TASK = Find every line of the records that has "actions" and return it.

Saved entries
════════════════════
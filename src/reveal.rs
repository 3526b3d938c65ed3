use crate::core::{group_ids, RevealAction, RevealSpec, RevealTracker};
use crate::{dom, observe};
use gloo_timers::callback::Timeout;
use std::cell::RefCell;
use std::rc::Rc;
use wasm_bindgen::JsCast;
use web_sys as web;

/// Bind one reveal instance. Missing targets leave the instance unbound.
pub fn wire_reveal(document: &web::Document, spec: &RevealSpec) -> anyhow::Result<()> {
    let targets = dom::query_all(document, spec.selector);
    if targets.is_empty() {
        log::debug!("[reveal] no {} targets", spec.selector);
        return Ok(());
    }

    let parents: Vec<Option<web::Element>> = targets.iter().map(|t| t.parent_element()).collect();
    let tracker = Rc::new(RefCell::new(RevealTracker::new(spec, group_ids(&parents))));
    let targets = Rc::new(targets);
    let class = spec.class;

    let targets_cb = targets.clone();
    let obs = observe::observer(spec.threshold, spec.root_margin, move |obs, el, intersecting| {
        let Some(index) = dom::index_of(&targets_cb, &el) else {
            return;
        };
        let actions = tracker.borrow_mut().intersect(index, intersecting);
        apply(&actions, &targets_cb, obs, class);
    })?;
    observe::observe_all(&obs, &targets);
    log::info!("[reveal] {} -> .{} on {} targets", spec.selector, class, targets.len());
    Ok(())
}

fn apply(
    actions: &[RevealAction],
    targets: &[web::HtmlElement],
    obs: &web::IntersectionObserver,
    class: &'static str,
) {
    for action in actions {
        match *action {
            RevealAction::Show { target, delay_ms } => {
                let el = targets[target].clone();
                if delay_ms == 0 {
                    dom::add_class(&el, class);
                } else {
                    Timeout::new(delay_ms, move || dom::add_class(&el, class)).forget();
                }
            }
            RevealAction::Hide { target } => dom::remove_class(&targets[target], class),
            RevealAction::Unobserve { target } => obs.unobserve(&targets[target]),
        }
    }
}

/// Paint each `[data-bg]` card's image onto its background layer.
pub fn apply_card_backgrounds(document: &web::Document, card_selector: &str, layer_selector: &str) {
    for card in dom::query_all(document, card_selector) {
        let Some(url) = card.get_attribute(crate::constants::ATTR_BG) else {
            continue;
        };
        if url.is_empty() {
            continue;
        }
        if let Ok(Some(layer)) = card.query_selector(layer_selector) {
            if let Ok(layer) = layer.dyn_into::<web::HtmlElement>() {
                dom::set_style(&layer, "background-image", &format!("url({url})"));
            }
        }
    }
}
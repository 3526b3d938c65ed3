// Expand/collapse state machine for the image-card overlay.
//
// The deck never touches the DOM. Every transition returns the list of
// [`CardEffect`]s the caller must apply, in order.

use super::constants::{CARD_EXPAND_SCALE, CARD_SETTLE_MS};

/// Viewport-relative box, as reported by `getBoundingClientRect`.
#[derive(Clone, Copy, Debug, Default, PartialEq)]
pub struct Bounds {
    pub top: f64,
    pub left: f64,
    pub width: f64,
    pub height: f64,
}

impl Bounds {
    pub fn new(top: f64, left: f64, width: f64, height: f64) -> Self {
        Self {
            top,
            left,
            width,
            height,
        }
    }

    /// Scale by `scale` and center inside a `viewport_w` x `viewport_h`
    /// viewport. No clamping: a large box overflows the viewport.
    pub fn centered_scaled(&self, scale: f64, viewport_w: f64, viewport_h: f64) -> Bounds {
        let width = self.width * scale;
        let height = self.height * scale;
        Bounds {
            top: (viewport_h - height) / 2.0,
            left: (viewport_w - width) / 2.0,
            width,
            height,
        }
    }
}

#[derive(Clone, Copy, Debug, Default, PartialEq, Eq)]
pub enum CardPhase {
    #[default]
    Collapsed,
    /// Pinned at its original box, waiting for the next frame to grow.
    Expanding,
    Expanded,
    /// Animating back; inline styles are cleared on settle.
    Collapsing,
}

#[derive(Clone, Copy, Debug, PartialEq)]
pub enum CardEffect {
    /// Fix the card at `bounds` and mark it `expanding`.
    Pin { card: usize, bounds: Bounds },
    ShowOverlay,
    LockScroll,
    /// Call [`CardDeck::on_frame`] for `card` on the next animation frame.
    RequestFrame { card: usize },
    /// Move the card to `bounds` and mark it `expanded`.
    Grow { card: usize, bounds: Bounds },
    /// Move the card back to `bounds` and drop the `expanded` mark.
    Shrink { card: usize, bounds: Bounds },
    HideOverlay,
    /// Call [`CardDeck::settle`] with these arguments after `delay_ms`.
    ScheduleSettle {
        card: usize,
        generation: u64,
        delay_ms: u32,
    },
    /// Drop every inline positioning override and the `expanding` mark.
    ClearInline { card: usize },
    UnlockScroll,
}

#[derive(Clone, Copy, Debug, Default)]
struct CardSlot {
    phase: CardPhase,
    origin: Option<Bounds>,
    generation: u64,
}

/// Tracks which card (if any) is expanded. At most one card is current.
#[derive(Clone, Debug)]
pub struct CardDeck {
    slots: Vec<CardSlot>,
    current: Option<usize>,
    scale: f64,
    settle_ms: u32,
    next_generation: u64,
}

impl CardDeck {
    pub fn new(card_count: usize) -> Self {
        Self {
            slots: vec![CardSlot::default(); card_count],
            current: None,
            scale: CARD_EXPAND_SCALE,
            settle_ms: CARD_SETTLE_MS,
            next_generation: 0,
        }
    }

    #[inline]
    pub fn current(&self) -> Option<usize> {
        self.current
    }

    pub fn phase(&self, card: usize) -> Option<CardPhase> {
        self.slots.get(card).map(|s| s.phase)
    }

    pub fn len(&self) -> usize {
        self.slots.len()
    }

    pub fn is_empty(&self) -> bool {
        self.slots.is_empty()
    }

    /// Begin expanding `card` from its on-screen box `rect`.
    ///
    /// Re-expanding the current card is a no-op. Expanding another card while
    /// one is current collapses the previous one first; overlay and scroll
    /// lock carry over to the new card.
    pub fn expand(&mut self, card: usize, rect: Bounds) -> Vec<CardEffect> {
        if card >= self.slots.len() || self.current == Some(card) {
            return Vec::new();
        }
        let mut effects = Vec::new();
        let handover = self.current.is_some();
        if let Some(prev) = self.current {
            self.collapse_card(prev, false, &mut effects);
        }

        self.next_generation += 1;
        let slot = &mut self.slots[card];
        // A card caught mid-collapse is still fixed; keep its in-flow box.
        if slot.phase != CardPhase::Collapsing || slot.origin.is_none() {
            slot.origin = Some(rect);
        }
        slot.phase = CardPhase::Expanding;
        slot.generation = self.next_generation;
        self.current = Some(card);

        effects.push(CardEffect::Pin { card, bounds: rect });
        if !handover {
            effects.push(CardEffect::ShowOverlay);
            effects.push(CardEffect::LockScroll);
        }
        effects.push(CardEffect::RequestFrame { card });
        effects
    }

    /// Second half of an expansion, run one frame after [`CardDeck::expand`]
    /// so the pinned position is committed before the transition starts.
    pub fn on_frame(&mut self, card: usize, viewport_w: f64, viewport_h: f64) -> Vec<CardEffect> {
        let Some(slot) = self.slots.get_mut(card) else {
            return Vec::new();
        };
        if slot.phase != CardPhase::Expanding {
            return Vec::new();
        }
        let Some(origin) = slot.origin else {
            return Vec::new();
        };
        slot.phase = CardPhase::Expanded;
        vec![CardEffect::Grow {
            card,
            bounds: origin.centered_scaled(self.scale, viewport_w, viewport_h),
        }]
    }

    /// Collapse the current card, if any.
    pub fn collapse(&mut self) -> Vec<CardEffect> {
        let mut effects = Vec::new();
        if let Some(card) = self.current {
            self.collapse_card(card, true, &mut effects);
        }
        effects
    }

    fn collapse_card(&mut self, card: usize, hide_overlay: bool, effects: &mut Vec<CardEffect>) {
        let slot = &mut self.slots[card];
        slot.phase = CardPhase::Collapsing;
        if let Some(origin) = slot.origin {
            effects.push(CardEffect::Shrink {
                card,
                bounds: origin,
            });
        }
        if hide_overlay {
            effects.push(CardEffect::HideOverlay);
        }
        effects.push(CardEffect::ScheduleSettle {
            card,
            generation: slot.generation,
            delay_ms: self.settle_ms,
        });
        if self.current == Some(card) {
            self.current = None;
        }
    }

    /// Finish a collapse once the transition has run. Stale settles (the card
    /// was expanded again meanwhile) are ignored.
    pub fn settle(&mut self, card: usize, generation: u64) -> Vec<CardEffect> {
        let Some(slot) = self.slots.get_mut(card) else {
            return Vec::new();
        };
        if slot.phase != CardPhase::Collapsing || slot.generation != generation {
            return Vec::new();
        }
        slot.phase = CardPhase::Collapsed;
        slot.origin = None;
        let mut effects = vec![CardEffect::ClearInline { card }];
        if self.current.is_none() {
            effects.push(CardEffect::UnlockScroll);
        }
        effects
    }
}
════════════════════
RESPONSE =
        let actions = tracker.borrow_mut().intersect(index, intersecting);
        apply(&actions, &targets_cb, obs, class);
    actions: &[RevealAction],
    for action in actions {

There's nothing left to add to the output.